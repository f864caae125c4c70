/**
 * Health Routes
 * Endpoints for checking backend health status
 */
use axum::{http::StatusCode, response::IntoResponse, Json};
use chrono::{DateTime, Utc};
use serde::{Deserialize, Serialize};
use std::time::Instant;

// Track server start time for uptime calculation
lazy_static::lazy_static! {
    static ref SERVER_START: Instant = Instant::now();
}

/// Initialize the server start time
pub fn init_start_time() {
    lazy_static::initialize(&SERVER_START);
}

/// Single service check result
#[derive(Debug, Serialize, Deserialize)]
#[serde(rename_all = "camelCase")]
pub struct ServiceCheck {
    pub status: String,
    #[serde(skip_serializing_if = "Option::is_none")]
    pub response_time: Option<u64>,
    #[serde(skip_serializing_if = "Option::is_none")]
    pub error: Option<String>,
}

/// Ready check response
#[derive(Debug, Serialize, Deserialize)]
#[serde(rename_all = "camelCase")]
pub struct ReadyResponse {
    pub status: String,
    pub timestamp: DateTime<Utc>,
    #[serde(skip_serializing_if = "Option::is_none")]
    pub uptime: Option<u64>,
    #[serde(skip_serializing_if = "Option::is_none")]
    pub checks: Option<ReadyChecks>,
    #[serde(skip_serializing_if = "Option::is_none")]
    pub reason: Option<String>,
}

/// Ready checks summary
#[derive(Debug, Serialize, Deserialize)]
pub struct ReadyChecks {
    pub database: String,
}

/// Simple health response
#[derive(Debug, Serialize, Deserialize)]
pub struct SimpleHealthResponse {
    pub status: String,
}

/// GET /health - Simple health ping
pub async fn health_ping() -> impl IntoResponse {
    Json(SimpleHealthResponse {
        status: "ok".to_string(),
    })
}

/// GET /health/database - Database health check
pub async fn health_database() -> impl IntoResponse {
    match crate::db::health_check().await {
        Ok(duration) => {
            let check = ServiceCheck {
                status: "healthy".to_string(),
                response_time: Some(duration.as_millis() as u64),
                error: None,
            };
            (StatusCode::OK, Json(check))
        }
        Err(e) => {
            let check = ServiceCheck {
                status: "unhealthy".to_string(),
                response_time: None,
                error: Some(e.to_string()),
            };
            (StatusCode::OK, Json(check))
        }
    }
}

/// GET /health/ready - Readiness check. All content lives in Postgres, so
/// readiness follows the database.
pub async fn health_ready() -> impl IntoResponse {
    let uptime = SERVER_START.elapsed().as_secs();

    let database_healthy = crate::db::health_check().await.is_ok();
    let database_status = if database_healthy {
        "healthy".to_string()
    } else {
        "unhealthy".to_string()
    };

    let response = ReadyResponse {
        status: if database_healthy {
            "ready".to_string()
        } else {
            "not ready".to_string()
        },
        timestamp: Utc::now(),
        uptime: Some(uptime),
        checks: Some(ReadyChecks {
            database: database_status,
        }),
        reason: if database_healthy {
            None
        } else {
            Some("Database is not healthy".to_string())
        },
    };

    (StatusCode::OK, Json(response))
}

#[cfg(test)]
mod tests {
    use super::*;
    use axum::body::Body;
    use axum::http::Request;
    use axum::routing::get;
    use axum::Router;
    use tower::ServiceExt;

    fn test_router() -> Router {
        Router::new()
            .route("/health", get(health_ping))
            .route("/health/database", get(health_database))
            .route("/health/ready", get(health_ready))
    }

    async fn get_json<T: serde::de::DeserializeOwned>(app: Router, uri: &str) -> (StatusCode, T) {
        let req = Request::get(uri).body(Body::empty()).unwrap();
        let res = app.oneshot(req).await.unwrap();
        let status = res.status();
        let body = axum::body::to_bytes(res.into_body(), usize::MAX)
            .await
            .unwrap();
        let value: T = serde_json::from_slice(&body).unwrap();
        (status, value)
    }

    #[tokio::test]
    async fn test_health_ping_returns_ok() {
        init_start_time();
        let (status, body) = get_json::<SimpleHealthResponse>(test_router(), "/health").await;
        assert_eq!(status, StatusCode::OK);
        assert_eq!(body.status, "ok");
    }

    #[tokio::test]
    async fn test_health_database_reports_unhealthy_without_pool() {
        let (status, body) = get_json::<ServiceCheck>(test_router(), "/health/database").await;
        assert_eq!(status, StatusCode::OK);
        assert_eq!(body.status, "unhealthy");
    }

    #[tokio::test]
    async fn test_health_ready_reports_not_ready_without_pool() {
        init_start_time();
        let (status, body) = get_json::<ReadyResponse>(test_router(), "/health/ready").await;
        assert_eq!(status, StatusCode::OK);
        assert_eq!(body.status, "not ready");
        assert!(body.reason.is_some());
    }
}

──────────────────────────────

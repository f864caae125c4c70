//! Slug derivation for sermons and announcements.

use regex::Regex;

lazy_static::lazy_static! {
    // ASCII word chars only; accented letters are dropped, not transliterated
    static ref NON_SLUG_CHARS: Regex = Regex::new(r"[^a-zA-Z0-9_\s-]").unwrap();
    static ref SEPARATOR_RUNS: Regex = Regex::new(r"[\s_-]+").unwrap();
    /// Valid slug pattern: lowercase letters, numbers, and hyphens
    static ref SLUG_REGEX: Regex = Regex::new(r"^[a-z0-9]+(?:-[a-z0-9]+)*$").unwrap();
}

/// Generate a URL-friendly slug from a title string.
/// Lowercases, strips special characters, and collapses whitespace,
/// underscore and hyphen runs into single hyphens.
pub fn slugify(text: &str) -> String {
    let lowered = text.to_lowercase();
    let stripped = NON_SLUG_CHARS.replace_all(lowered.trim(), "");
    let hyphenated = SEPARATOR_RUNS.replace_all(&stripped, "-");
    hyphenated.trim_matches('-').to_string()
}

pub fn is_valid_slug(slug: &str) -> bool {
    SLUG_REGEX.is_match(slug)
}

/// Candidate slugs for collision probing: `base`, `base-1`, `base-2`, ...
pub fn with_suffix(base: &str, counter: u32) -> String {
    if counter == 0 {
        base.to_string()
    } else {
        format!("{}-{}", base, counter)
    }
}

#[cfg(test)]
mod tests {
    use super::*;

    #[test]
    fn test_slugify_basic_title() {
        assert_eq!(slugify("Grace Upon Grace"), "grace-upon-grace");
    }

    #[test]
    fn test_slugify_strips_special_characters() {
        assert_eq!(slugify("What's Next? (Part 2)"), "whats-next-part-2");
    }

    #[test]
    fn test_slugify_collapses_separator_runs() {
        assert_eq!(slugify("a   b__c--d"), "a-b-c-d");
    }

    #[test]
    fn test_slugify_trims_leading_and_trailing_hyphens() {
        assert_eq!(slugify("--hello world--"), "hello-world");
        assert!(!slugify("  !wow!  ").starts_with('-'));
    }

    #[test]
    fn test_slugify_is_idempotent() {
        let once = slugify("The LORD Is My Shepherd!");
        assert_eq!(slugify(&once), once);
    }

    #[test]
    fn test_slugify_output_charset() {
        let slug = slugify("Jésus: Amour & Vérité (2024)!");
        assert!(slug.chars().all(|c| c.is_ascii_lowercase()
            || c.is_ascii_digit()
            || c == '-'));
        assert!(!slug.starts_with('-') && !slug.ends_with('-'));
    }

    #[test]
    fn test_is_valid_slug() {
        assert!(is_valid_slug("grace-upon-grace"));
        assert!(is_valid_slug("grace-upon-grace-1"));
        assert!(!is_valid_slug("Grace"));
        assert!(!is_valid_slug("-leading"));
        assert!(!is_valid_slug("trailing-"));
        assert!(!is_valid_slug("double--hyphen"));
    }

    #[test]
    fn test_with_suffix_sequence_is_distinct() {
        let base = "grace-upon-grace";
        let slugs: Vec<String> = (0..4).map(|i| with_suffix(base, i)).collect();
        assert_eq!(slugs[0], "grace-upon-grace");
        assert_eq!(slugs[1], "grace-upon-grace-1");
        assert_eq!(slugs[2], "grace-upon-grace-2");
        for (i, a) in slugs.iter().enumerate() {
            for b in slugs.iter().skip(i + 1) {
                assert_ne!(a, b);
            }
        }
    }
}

──────────────────────────────

Prompt
Search the listing for "upon" and show every line where it occurs.

Result
        assert_eq!(slugify("Grace Upon Grace"), "grace-upon-grace");
        assert!(is_valid_slug("grace-upon-grace"));
        assert!(is_valid_slug("grace-upon-grace-1"));
        let base = "grace-upon-grace";
        assert_eq!(slugs[0], "grace-upon-grace");
        assert_eq!(slugs[1], "grace-upon-grace-1");
        assert_eq!(slugs[2], "grace-upon-grace-2");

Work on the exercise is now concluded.